4

I found a typesetting of series long division I want to replicate in a book I've been reading:

enter image description here

So I tried with the following code (using different polynomial than the example):

\begin{align*}
\renewcommand\arraystretch{2}
\begin{array}{r@{\hskip\arraycolsep}c@{\hskip\arraycolsep}l*2r}
&&\dfrac{1}{z}+\dfrac{1}{3!}z&+\left[\dfrac{1}{(3!)^2}-\dfrac{1}{5!}\right]z^3+\cdots\\
\cline{2-4}
z-\dfrac{1}{3!}z^3+\dfrac{1}{5!}z^4-\cdots&\Bigg)&1\\
&&1-\dfrac{1}{3!}z^2&+\dfrac{1}{5!}z^4-\cdots\\
\cline{2-4}
&&\hfill\dfrac{1}{3!}z^2&-\dfrac{1}{5!}z^4+\cdots\\
&&\hfill\dfrac{1}{3!}z^2&-\dfrac{1}{(3!)^2}z^4+\cdots\\
\cline{2-4}
&&&\left[\dfrac{1}{(3!)^2}-\dfrac{1}{5!}\right]z^4-\cdots\\
&&&\left[\dfrac{1}{(3!)^2}-\dfrac{1}{5!}\right]z^4-\cdots\\
\cline{2-4}
&&&\multicolumn{1}{c}{\vdots}\\
\end{array}
\end{align*}

and here is the result:

enter image description here

As you may see, the are some differences between the example and my attempt (besides fonts, of course).
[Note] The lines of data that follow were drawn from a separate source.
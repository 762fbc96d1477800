use async_trait::async_trait;
use reqwest::StatusCode;
use serde::Serialize;
use url::Url;

use crate::render::Attachment;
use crate::revision::CompareLink;

#[derive(Debug, thiserror::Error)]
pub enum DeliveryError {
    #[error("webhook request failed: {0}")]
    Transport(#[from] reqwest::Error),
    #[error("webhook rejected the message with status {status}: {body}")]
    Rejected { status: StatusCode, body: String },
}

/// What the headline links to.
#[derive(Debug, Clone, PartialEq, Eq)]
pub enum Source {
    PullRequest { url: String, title: String },
    Compare(CompareLink),
}

impl Source {
    pub fn headline(&self) -> String {
        match self {
            Source::PullRequest { url, title } => format!("Schema update on <{url}|`{title}`>"),
            Source::Compare(link) => format!("Schema update on <{}|`{}`>", link.url, link.head),
        }
    }
}

#[derive(Debug, Clone, Serialize)]
pub struct Payload {
    #[serde(skip_serializing_if = "Option::is_none")]
    pub username: Option<String>,
    pub text: String,
    pub attachments: Vec<Attachment>,
}

impl Payload {
    pub fn new(source: &Source, attachments: Vec<Attachment>, bot_name: Option<String>) -> Self {
        Self {
            username: bot_name,
            text: source.headline(),
            attachments,
        }
    }
}

/// Outcome of a delivery the receiver accepted.
#[derive(Debug, Clone, PartialEq, Eq)]
pub struct Delivered {
    pub status: StatusCode,
}

#[async_trait]
pub trait Notifier: Send + Sync {
    async fn send(&self, payload: &Payload) -> Result<Delivered, DeliveryError>;
}

/// Posts payloads to a chat incoming webhook.
#[derive(Debug, Clone)]
pub struct Webhook {
    client: reqwest::Client,
    url: Url,
}

impl Webhook {
    pub fn new(url: Url) -> Self {
        Self {
            client: reqwest::Client::new(),
            url,
        }
    }
}

#[async_trait]
impl Notifier for Webhook {
    async fn send(&self, payload: &Payload) -> Result<Delivered, DeliveryError> {
        tracing::info!(
            host = self.url.host_str().unwrap_or_default(),
            port = self.url.port_or_known_default(),
            attachments = payload.attachments.len(),
            "submitting to webhook"
        );

        let resp = self
            .client
            .post(self.url.clone())
            .json(payload)
            .send()
            .await?;

        let status = resp.status();
        let body = match resp.text().await {
            Ok(body) => body,
            Err(e) => {
                tracing::warn!(error = %e, "could not read webhook response body");
                String::new()
            }
        };
        tracing::info!(status = status.as_u16(), "webhook responded");
        if !body.is_empty() {
            tracing::info!(response = %body, "webhook response body");
        }

        if !status.is_success() {
            return Err(DeliveryError::Rejected { status, body });
        }
        Ok(Delivered { status })
    }
}

#[cfg(test)]
mod tests;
The biggest problem seems to be associate with the vertical spacing, is there anything I can do to improve the result? Thank you very much!

  • First of all you have some minor mistakes regarding some signs in your code compared to the "original" version. Is this normal or just typing mistakes? – Ludovic C. Jul 12 '13 at 10:33
  • 2
    I used a different polynomial. Sorry if I didn't state it clear. – Francis Jul 12 '13 at 10:35
  • You have that you used a different polynomial in your post. It is right below the first image. – dustin Jul 12 '13 at 10:38
  • Welcome to TeX.SX! You can have a look on our our starter page to familiarize yourself further with our format. – Claudio Fiandrino Jul 12 '13 at 10:48
  • 2
    isn't that Brown/Churchill:Complex Variable – RE60K Dec 25 '14 at 19:20
3

The only difference I could see was the spacing between the rows that caused some of the equations to lie on the cline.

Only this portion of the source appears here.